Buch des Monats Februar 2022
Hermann Schulz: Therese, das Mädchen, das mit Krokodilen spielte
Die Geschichte beginnt im Jahr 1900 in Wuppertal. Therese ist eben zur Welt gekommen. Ihre Eltern gehören zu einer Gruppe von Togoern, die auf Völkerschauen, in Zoos und Kolonialausstellungen vorgeführt werden. Die Veranstalter haben damals die Kinder dieser Familien von ihren Eltern getrennt und schoben sie in Heime oder Pflegefamilien ab. Therese hat Glück, sie kommt in die Obhut eines kinderlosen Ehepaars, das sich liebevoll um das kleine Mädchen kümmert. Schon früh erfährt Therese, wie es ist, anders zu sein. Sie wird bestaunt, von vielen wegen ihrer Hautfarbe als minderwertig betrachtet, ausgegrenzt, einzelne haben gar Angst vor ihr. Bei ihren Zieheltern aber, da fühlt sie sich wohl und geborgen. Dort erfährt sie Liebe und wird in jeder Beziehung unterstützt. Therese schafft es, das Abitur zu machen und wird Krankenschwester. Wegen ihrem exotischen Aussehen ist sie auch später immer wieder rassistischen Angriffen ausgesetzt. Sie findet aber auch Freundinnen und Freunde, die sich für sie einsetzen und denen es egal ist, welche Hautfarbe Therese hat. Doch dann übernehmen die Nationalsozialisten die Macht, für Therese wird der Verbleib in Deutschland lebensgefährlich. Durch einen glücklichen Zufall trifft sie ihren Bruder, der ebenfalls bei einer Pflegefamilie aufgewachsen ist. Zusammen gelingt ihnen 1933 die Flucht nach Togo. Therese kommt in ihre Heimat, kennt dort allerdings weder Sprache noch Kultur. Da ist es gut, dass sie von Kindesbeinen an gelernt hat, stark zu sein und sich durchzusetzen. Das Einleben wird nicht eben einfach, sie findet dafür in Togo endlich ihre wahren Wurzeln wieder.
Der bekannte deutsche Autor Hermann Schulz, selbst in Afrika geboren, traf vor einigen Jahren in Togo eine alte Frau, die ihn auf einem Markt in perfektem Deutsch angesprochen hat. Ihre Geschichte hat er in diesem Roman in präziser Sprache und mit vielen, lebendigen Dialogen eingefangen. Dabei hat der Autor die richtige Balance zwischen historisch belegten Informationen und der berührenden Lebensgeschichte von Therese gefunden.
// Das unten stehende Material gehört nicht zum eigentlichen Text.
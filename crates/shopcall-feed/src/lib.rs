pub mod channel;
pub mod error;
pub mod memory;
pub mod store;

pub use channel::FeedChannel;
pub use error::FeedError;
pub use memory::{MemoryBlobStore, MemoryStore};
pub use store::{BlobStore, DocumentStore, Snapshot, SnapshotReceiver};
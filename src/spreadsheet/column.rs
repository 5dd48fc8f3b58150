use crate::error::Result;
use crate::spreadsheet::SpreadsheetError;
use serde::{Deserialize, Serialize};
use std::collections::HashMap;
use tracing::info;

/// Column types known to the API.
#[derive(Copy, Clone, Debug, PartialEq, Eq, Hash, Serialize, Deserialize)]
#[serde(rename_all = "SCREAMING_SNAKE_CASE")]
pub enum ColumnType {
    TextNumber,
    Picklist,
    MultiPicklist,
    Checkbox,
    Date,
    #[serde(rename = "DATETIME")]
    DateTime,
    #[serde(rename = "ABSTRACT_DATETIME")]
    AbstractDateTime,
    ContactList,
    MultiContactList,
    Duration,
    Predecessor,
    /// Any type this library does not model
    #[serde(other)]
    Other,
}

impl ColumnType {
    /// Returns the wire representation of the column type.
    pub const fn as_str(&self) -> &'static str {
        match self {
            ColumnType::TextNumber => "TEXT_NUMBER",
            ColumnType::Picklist => "PICKLIST",
            ColumnType::MultiPicklist => "MULTI_PICKLIST",
            ColumnType::Checkbox => "CHECKBOX",
            ColumnType::Date => "DATE",
            ColumnType::DateTime => "DATETIME",
            ColumnType::AbstractDateTime => "ABSTRACT_DATETIME",
            ColumnType::ContactList => "CONTACT_LIST",
            ColumnType::MultiContactList => "MULTI_CONTACT_LIST",
            ColumnType::Duration => "DURATION",
            ColumnType::Predecessor => "PREDECESSOR",
            ColumnType::Other => "OTHER",
        }
    }

    /// Parses a column type from its wire name (case-insensitive).
    /// Unknown names map to `Other`.
    pub fn parse(name: &str) -> Self {
        match name.to_ascii_uppercase().as_str() {
            "TEXT_NUMBER" => Self::TextNumber,
            "PICKLIST" => Self::Picklist,
            "MULTI_PICKLIST" => Self::MultiPicklist,
            "CHECKBOX" => Self::Checkbox,
            "DATE" => Self::Date,
            "DATETIME" => Self::DateTime,
            "ABSTRACT_DATETIME" => Self::AbstractDateTime,
            "CONTACT_LIST" => Self::ContactList,
            "MULTI_CONTACT_LIST" => Self::MultiContactList,
            "DURATION" => Self::Duration,
            "PREDECESSOR" => Self::Predecessor,
            _ => Self::Other,
        }
    }

    /// Returns true if cells of this type hold dates or datetimes.
    #[inline]
    pub fn is_temporal(&self) -> bool {
        matches!(
            self,
            ColumnType::Date | ColumnType::DateTime | ColumnType::AbstractDateTime
        )
    }
}

/// Represents a column of a sheet or report.
#[derive(Clone, Debug, Default, PartialEq, Serialize, Deserialize)]
#[serde(rename_all = "camelCase")]
pub struct Column {
    #[serde(skip_serializing_if = "Option::is_none")]
    pub id: Option<i64>,
    /// Report-level identifier; reports address columns by this id
    #[serde(skip_serializing_if = "Option::is_none")]
    pub virtual_id: Option<i64>,
    #[serde(skip_serializing_if = "Option::is_none")]
    pub title: Option<String>,
    #[serde(rename = "type", skip_serializing_if = "Option::is_none")]
    pub kind: Option<ColumnType>,
    #[serde(skip_serializing_if = "Option::is_none")]
    pub system_column_type: Option<String>,
    #[serde(skip_serializing_if = "Option::is_none")]
    pub index: Option<u32>,
    #[serde(skip_serializing_if = "Option::is_none")]
    pub primary: Option<bool>,
    #[serde(skip_serializing_if = "Option::is_none")]
    pub hidden: Option<bool>,
    #[serde(skip_serializing_if = "Option::is_none")]
    pub locked: Option<bool>,
    #[serde(skip_serializing_if = "Option::is_none")]
    pub options: Option<Vec<String>>,
    #[serde(skip_serializing_if = "Option::is_none")]
    pub width: Option<u32>,
    #[serde(skip_serializing_if = "Option::is_none")]
    pub version: Option<i64>,
    #[serde(skip_serializing_if = "Option::is_none")]
    pub sheet_name_column: Option<bool>,
}

impl Column {
    pub fn new(id: i64, title: impl Into<String>, kind: ColumnType) -> Self {
        Column {
            id: Some(id),
            title: Some(title.into()),
            kind: Some(kind),
            ..Default::default()
        }
    }

    /// Identifier used for lookups: the virtual id for report columns, the
    /// column id otherwise.
    pub fn lookup_id(&self) -> Option<i64> {
        self.virtual_id.or(self.id)
    }
}

/// Selects a column either by title or by id.
#[derive(Clone, Debug, PartialEq, Eq)]
pub enum ColumnSelector {
    ByTitle(String),
    ById(i64),
}

impl ColumnSelector {
    /// Resolves optional arguments into a selector. Exactly one must be given.
    pub fn from_parts(title: Option<&str>, id: Option<i64>) -> Result<Self> {
        match (title, id) {
            (Some(title), None) => Ok(ColumnSelector::ByTitle(title.to_owned())),
            (None, Some(id)) => Ok(ColumnSelector::ById(id)),
            (None, None) => Err(SpreadsheetError::AmbiguousLookup {
                message: "either column title or column id should be provided".to_owned(),
            })?,
            (Some(_), Some(_)) => Err(SpreadsheetError::AmbiguousLookup {
                message: "only one of column title and column id should be provided".to_owned(),
            })?,
        }
    }
}

impl From<&str> for ColumnSelector {
    fn from(title: &str) -> Self {
        ColumnSelector::ByTitle(title.to_owned())
    }
}

impl From<i64> for ColumnSelector {
    fn from(id: i64) -> Self {
        ColumnSelector::ById(id)
    }
}

/// Title and id lookup over the columns of one sheet or report.
///
/// Shared by the table and every row attached to it. Columns without an id
/// are kept but cannot be resolved; for duplicate titles the last column wins.
#[derive(Debug, Default)]
pub struct ColumnLookup {
    columns: Vec<Column>,
    by_title: HashMap<String, usize>,
    by_id: HashMap<i64, usize>,
}

impl ColumnLookup {
    pub fn new(columns: Vec<Column>) -> Self {
        let mut by_title = HashMap::new();
        let mut by_id = HashMap::new();
        for (position, column) in columns.iter().enumerate() {
            let Some(id) = column.lookup_id() else {
                continue;
            };
            by_id.insert(id, position);

            let Some(title) = &column.title else {
                continue;
            };
            if by_title.insert(title.clone(), position).is_some() {
                info!(
                    title = %title,
                    "column title is already present in the lookup, last one wins"
                );
            }
        }
        ColumnLookup {
            columns,
            by_title,
            by_id,
        }
    }

    pub fn columns(&self) -> &[Column] {
        &self.columns
    }

    pub fn contains_title(&self, title: &str) -> bool {
        self.by_title.contains_key(title)
    }

    pub fn by_title(&self, title: &str) -> Option<&Column> {
        self.by_title.get(title).map(|position| &self.columns[*position])
    }

    pub fn by_id(&self, id: i64) -> Option<&Column> {
        self.by_id.get(&id).map(|position| &self.columns[*position])
    }

    /// Resolves a title to its lookup id, failing for unknown titles.
    pub fn id_of(&self, title: &str) -> Result<i64> {
        self.by_title(title)
            .and_then(Column::lookup_id)
            .ok_or_else(|| {
                SpreadsheetError::ColumnNotFound {
                    title: title.to_owned(),
                }
                .into()
            })
    }

    /// Finds a column by selector; unknown titles and ids are errors.
    pub fn get(&self, selector: &ColumnSelector) -> Result<&Column> {
        match selector {
            ColumnSelector::ByTitle(title) => self.by_title(title).ok_or_else(|| {
                SpreadsheetError::ColumnNotFound {
                    title: title.clone(),
                }
                .into()
            }),
            ColumnSelector::ById(id) => self.by_id(*id).ok_or_else(|| {
                SpreadsheetError::ColumnNotFound {
                    title: format!("#{}", id),
                }
                .into()
            }),
        }
    }
}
Das Buch ist in kurze, überschaubare Kapitel gegliedert und ist in jeder Beziehung überaus spannend zu lesen. So müssen gute Jugendbücher, die von früher erzählen, geschrieben sein: spannend, mit fundierten Fakten hinterlegt, einfühlsam und voller Anknüpfungspunkte zum realen Leben heutiger Leserinnen und Leser – denn, wie Rassismus entstehen kann, wie sehr Minderheiten unter taktlosen Kommentaren leiden, das ist leider nach wie vor aktuell. Für Jugendliche und Erwachsene.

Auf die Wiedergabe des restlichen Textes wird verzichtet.